(Task to carry out)
Transcribe the data. Leave out nothing.

Dataset entries:
%%
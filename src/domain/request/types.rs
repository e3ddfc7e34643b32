use chrono::{DateTime, Utc};
use serde::{Deserialize, Serialize};
use serde_json::{Map, Value};

/// When a scheduled notification fires.
#[derive(Debug, Clone, PartialEq)]
pub enum FireDate {
    /// Forwarded as an ISO-8601 string with millisecond precision.
    Date(DateTime<Utc>),
    /// Already serialized by the caller; forwarded verbatim.
    Text(String),
}

impl From<DateTime<Utc>> for FireDate {
    fn from(date: DateTime<Utc>) -> Self {
        FireDate::Date(date)
    }
}

impl From<String> for FireDate {
    fn from(text: String) -> Self {
        FireDate::Text(text)
    }
}

impl From<&str> for FireDate {
    fn from(text: &str) -> Self {
        FireDate::Text(text.to_owned())
    }
}

/// Date components honored when a scheduled notification repeats.
#[derive(Debug, Serialize, Deserialize, Clone, Copy, Default, PartialEq, Eq)]
#[serde(rename_all = "camelCase")]
pub struct RepeatsComponent {
    #[serde(default, skip_serializing_if = "Option::is_none")]
    pub year: Option<bool>,
    #[serde(default, skip_serializing_if = "Option::is_none")]
    pub month: Option<bool>,
    #[serde(default, skip_serializing_if = "Option::is_none")]
    pub day: Option<bool>,
    #[serde(default, skip_serializing_if = "Option::is_none")]
    pub day_of_week: Option<bool>,
    #[serde(default, skip_serializing_if = "Option::is_none")]
    pub hour: Option<bool>,
    #[serde(default, skip_serializing_if = "Option::is_none")]
    pub minute: Option<bool>,
    #[serde(default, skip_serializing_if = "Option::is_none")]
    pub second: Option<bool>,
}

/// Notification request as assembled by the caller.
///
/// Decoding from a wire record leaves `fire_date` unset; dates are attached by
/// whoever knows how the caller expressed them.
#[derive(Debug, Deserialize, Clone, Default, PartialEq)]
#[serde(rename_all = "camelCase")]
pub struct NotificationRequest {
    pub id: String,
    pub title: Option<String>,
    pub subtitle: Option<String>,
    pub body: Option<String>,
    pub badge: Option<i64>,
    pub sound: Option<String>,
    pub category: Option<String>,
    pub thread_id: Option<String>,
    #[serde(skip)]
    pub fire_date: Option<FireDate>,
    pub repeats: Option<bool>,
    pub repeats_component: Option<RepeatsComponent>,
    pub is_silent: Option<bool>,
    pub is_critical: Option<bool>,
    /// Between 0.0 (silent) and 1.0 (full volume).
    pub critical_sound_volume: Option<f64>,
    pub user_info: Option<Map<String, Value>>,
}

impl NotificationRequest {
    pub fn new(id: impl Into<String>) -> Self {
        Self {
            id: id.into(),
            ..Self::default()
        }
    }
}

/// Wire form of a [`NotificationRequest`] handed to the transport.
#[derive(Debug, Serialize, Deserialize, Clone, PartialEq)]
#[serde(rename_all = "camelCase")]
pub struct OutboundRequest {
    pub id: String,
    #[serde(default, skip_serializing_if = "Option::is_none")]
    pub title: Option<String>,
    #[serde(default, skip_serializing_if = "Option::is_none")]
    pub subtitle: Option<String>,
    #[serde(default, skip_serializing_if = "Option::is_none")]
    pub body: Option<String>,
    #[serde(default, skip_serializing_if = "Option::is_none")]
    pub badge: Option<i64>,
    #[serde(default, skip_serializing_if = "Option::is_none")]
    pub sound: Option<String>,
    #[serde(default, skip_serializing_if = "Option::is_none")]
    pub category: Option<String>,
    #[serde(default, skip_serializing_if = "Option::is_none")]
    pub thread_id: Option<String>,
    #[serde(default, skip_serializing_if = "Option::is_none")]
    pub fire_date: Option<String>,
    #[serde(default, skip_serializing_if = "Option::is_none")]
    pub repeats: Option<bool>,
    #[serde(default)]
    pub repeats_component: RepeatsComponent,
    #[serde(default, skip_serializing_if = "Option::is_none")]
    pub is_silent: Option<bool>,
    #[serde(default, skip_serializing_if = "Option::is_none")]
    pub is_critical: Option<bool>,
    #[serde(default, skip_serializing_if = "Option::is_none")]
    pub critical_sound_volume: Option<f64>,
    #[serde(default, skip_serializing_if = "Option::is_none")]
    pub user_info: Option<Map<String, Value>>,
}

#[derive(Debug, Serialize, Deserialize, Clone, Copy, Default, PartialEq, Eq)]
#[serde(rename_all = "camelCase")]
pub struct ActionOptions {
    #[serde(default, skip_serializing_if = "Option::is_none")]
    pub foreground: Option<bool>,
    #[serde(default, skip_serializing_if = "Option::is_none")]
    pub destructive: Option<bool>,
    #[serde(default, skip_serializing_if = "Option::is_none")]
    pub authentication_required: Option<bool>,
}

/// Text input attached to an action; the typed text comes back as `userText`.
#[derive(Debug, Serialize, Deserialize, Clone, Default, PartialEq, Eq)]
#[serde(rename_all = "camelCase")]
pub struct TextInputOptions {
    #[serde(default, skip_serializing_if = "Option::is_none")]
    pub button_title: Option<String>,
    #[serde(default, skip_serializing_if = "Option::is_none")]
    pub placeholder: Option<String>,
}

#[derive(Debug, Serialize, Deserialize, Clone, PartialEq, Eq)]
#[serde(rename_all = "camelCase")]
pub struct NotificationAction {
    pub id: String,
    pub title: String,
    #[serde(default, skip_serializing_if = "Option::is_none")]
    pub options: Option<ActionOptions>,
    #[serde(default, skip_serializing_if = "Option::is_none")]
    pub text_input: Option<TextInputOptions>,
}

#[derive(Debug, Serialize, Deserialize, Clone, PartialEq, Eq)]
pub struct NotificationCategory {
    pub id: String,
    pub actions: Vec<NotificationAction>,
}

#[derive(Debug, Serialize, Deserialize, Clone, Copy, PartialEq, Eq)]
#[serde(rename_all = "lowercase")]
pub enum RepeatInterval {
    Minute,
    Hour,
    Day,
    Week,
    Month,
    Year,
}

/// Details for the legacy present/schedule local notification calls.
#[derive(Debug, Serialize, Deserialize, Clone, Default, PartialEq)]
#[serde(rename_all = "camelCase")]
pub struct LocalNotificationDetails {
    pub alert_body: String,
    #[serde(default, skip_serializing_if = "Option::is_none")]
    pub alert_title: Option<String>,
    #[serde(default, skip_serializing_if = "Option::is_none")]
    pub alert_action: Option<String>,
    #[serde(default, skip_serializing_if = "Option::is_none")]
    pub application_icon_badge_number: Option<i64>,
    #[serde(default, skip_serializing_if = "Option::is_none")]
    pub category: Option<String>,
    #[serde(default, skip_serializing_if = "Option::is_none")]
    pub sound_name: Option<String>,
    #[serde(default, skip_serializing_if = "Option::is_none")]
    pub is_silent: Option<bool>,
    #[serde(default, skip_serializing_if = "Option::is_none")]
    pub user_info: Option<Map<String, Value>>,
    #[serde(default, skip_serializing_if = "Option::is_none")]
    pub fire_date: Option<String>,
    #[serde(default, skip_serializing_if = "Option::is_none")]
    pub repeat_interval: Option<RepeatInterval>,
}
%%
(Response to the task)
filename src/domain/request/types.rs
repository e3ddfc7e34643b32
use chrono::{DateTime, Utc};
use serde::{Deserialize, Serialize};
use serde_json::{Map, Value};

/// When a scheduled notification fires.
#[derive(Debug, Clone, PartialEq)]
pub enum FireDate {
    /// Forwarded as an ISO-8601 string with millisecond precision.
    Date(DateTime<Utc>),
    /// Already serialized by the caller; forwarded verbatim.
    Text(String),
}

impl From<DateTime<Utc>> for FireDate {
    fn from(date: DateTime<Utc>) -> Self {
        FireDate::Date(date)
    }
}

impl From<String> for FireDate {
    fn from(text: String) -> Self {
        FireDate::Text(text)
    }
}

impl From<&str> for FireDate {
    fn from(text: &str) -> Self {
        FireDate::Text(text.to_owned())
    }
}

/// Date components honored when a scheduled notification repeats.
#[derive(Debug, Serialize, Deserialize, Clone, Copy, Default, PartialEq, Eq)]
#[serde(rename_all = "camelCase")]
pub struct RepeatsComponent {
    #[serde(default, skip_serializing_if = "Option::is_none")]
    pub year: Option<bool>,
    #[serde(default, skip_serializing_if = "Option::is_none")]
    pub month: Option<bool>,
    #[serde(default, skip_serializing_if = "Option::is_none")]
    pub day: Option<bool>,
    #[serde(default, skip_serializing_if = "Option::is_none")]
    pub day_of_week: Option<bool>,
    #[serde(default, skip_serializing_if = "Option::is_none")]
    pub hour: Option<bool>,
    #[serde(default, skip_serializing_if = "Option::is_none")]
    pub minute: Option<bool>,
    #[serde(default, skip_serializing_if = "Option::is_none")]
    pub second: Option<bool>,
}

/// Notification request as assembled by the caller.
///
/// Decoding from a wire record leaves `fire_date` unset; dates are attached by
/// whoever knows how the caller expressed them.
#[derive(Debug, Deserialize, Clone, Default, PartialEq)]
#[serde(rename_all = "camelCase")]
pub struct NotificationRequest {
    pub id: String,
    pub title: Option<String>,
    pub subtitle: Option<String>,
    pub body: Option<String>,
    pub badge: Option<i64>,
    pub sound: Option<String>,
    pub category: Option<String>,
    pub thread_id: Option<String>,
    #[serde(skip)]
    pub fire_date: Option<FireDate>,
    pub repeats: Option<bool>,
    pub repeats_component: Option<RepeatsComponent>,
    pub is_silent: Option<bool>,
    pub is_critical: Option<bool>,
    /// Between 0.0 (silent) and 1.0 (full volume).
    pub critical_sound_volume: Option<f64>,
    pub user_info: Option<Map<String, Value>>,
}

impl NotificationRequest {
    pub fn new(id: impl Into<String>) -> Self {
        Self {
            id: id.into(),
            ..Self::default()
        }
    }
}

/// Wire form of a [`NotificationRequest`] handed to the transport.
#[derive(Debug, Serialize, Deserialize, Clone, PartialEq)]
#[serde(rename_all = "camelCase")]
pub struct OutboundRequest {
    pub id: String,
    #[serde(default, skip_serializing_if = "Option::is_none")]
    pub title: Option<String>,
    #[serde(default, skip_serializing_if = "Option::is_none")]
    pub subtitle: Option<String>,
    #[serde(default, skip_serializing_if = "Option::is_none")]
    pub body: Option<String>,
    #[serde(default, skip_serializing_if = "Option::is_none")]
    pub badge: Option<i64>,
    #[serde(default, skip_serializing_if = "Option::is_none")]
    pub sound: Option<String>,
    #[serde(default, skip_serializing_if = "Option::is_none")]
    pub category: Option<String>,
    #[serde(default, skip_serializing_if = "Option::is_none")]
    pub thread_id: Option<String>,
    #[serde(default, skip_serializing_if = "Option::is_none")]
    pub fire_date: Option<String>,
    #[serde(default, skip_serializing_if = "Option::is_none")]
    pub repeats: Option<bool>,
    #[serde(default)]
    pub repeats_component: RepeatsComponent,
    #[serde(default, skip_serializing_if = "Option::is_none")]
    pub is_silent: Option<bool>,
    #[serde(default, skip_serializing_if = "Option::is_none")]
    pub is_critical: Option<bool>,
    #[serde(default, skip_serializing_if = "Option::is_none")]
    pub critical_sound_volume: Option<f64>,
    #[serde(default, skip_serializing_if = "Option::is_none")]
    pub user_info: Option<Map<String, Value>>,
}

#[derive(Debug, Serialize, Deserialize, Clone, Copy, Default, PartialEq, Eq)]
#[serde(rename_all = "camelCase")]
pub struct ActionOptions {
    #[serde(default, skip_serializing_if = "Option::is_none")]
    pub foreground: Option<bool>,
    #[serde(default, skip_serializing_if = "Option::is_none")]
    pub destructive: Option<bool>,
    #[serde(default, skip_serializing_if = "Option::is_none")]
    pub authentication_required: Option<bool>,
}

/// Text input attached to an action; the typed text comes back as `userText`.
#[derive(Debug, Serialize, Deserialize, Clone, Default, PartialEq, Eq)]
#[serde(rename_all = "camelCase")]
pub struct TextInputOptions {
    #[serde(default, skip_serializing_if = "Option::is_none")]
    pub button_title: Option<String>,
    #[serde(default, skip_serializing_if = "Option::is_none")]
    pub placeholder: Option<String>,
}

#[derive(Debug, Serialize, Deserialize, Clone, PartialEq, Eq)]
#[serde(rename_all = "camelCase")]
pub struct NotificationAction {
    pub id: String,
    pub title: String,
    #[serde(default, skip_serializing_if = "Option::is_none")]
    pub options: Option<ActionOptions>,
    #[serde(default, skip_serializing_if = "Option::is_none")]
    pub text_input: Option<TextInputOptions>,
}

#[derive(Debug, Serialize, Deserialize, Clone, PartialEq, Eq)]
pub struct NotificationCategory {
    pub id: String,
    pub actions: Vec<NotificationAction>,
}

#[derive(Debug, Serialize, Deserialize, Clone, Copy, PartialEq, Eq)]
#[serde(rename_all = "lowercase")]
pub enum RepeatInterval {
    Minute,
    Hour,
    Day,
    Week,
    Month,
    Year,
}

/// Details for the legacy present/schedule local notification calls.
#[derive(Debug, Serialize, Deserialize, Clone, Default, PartialEq)]
#[serde(rename_all = "camelCase")]
pub struct LocalNotificationDetails {
    pub alert_body: String,
    #[serde(default, skip_serializing_if = "Option::is_none")]
    pub alert_title: Option<String>,
    #[serde(default, skip_serializing_if = "Option::is_none")]
    pub alert_action: Option<String>,
    #[serde(default, skip_serializing_if = "Option::is_none")]
    pub application_icon_badge_number: Option<i64>,
    #[serde(default, skip_serializing_if = "Option::is_none")]
    pub category: Option<String>,
    #[serde(default, skip_serializing_if = "Option::is_none")]
    pub sound_name: Option<String>,
    #[serde(default, skip_serializing_if = "Option::is_none")]
    pub is_silent: Option<bool>,
    #[serde(default, skip_serializing_if = "Option::is_none")]
    pub user_info: Option<Map<String, Value>>,
    #[serde(default, skip_serializing_if = "Option::is_none")]
    pub fire_date: Option<String>,
    #[serde(default, skip_serializing_if = "Option::is_none")]
    pub repeat_interval: Option<RepeatInterval>,
}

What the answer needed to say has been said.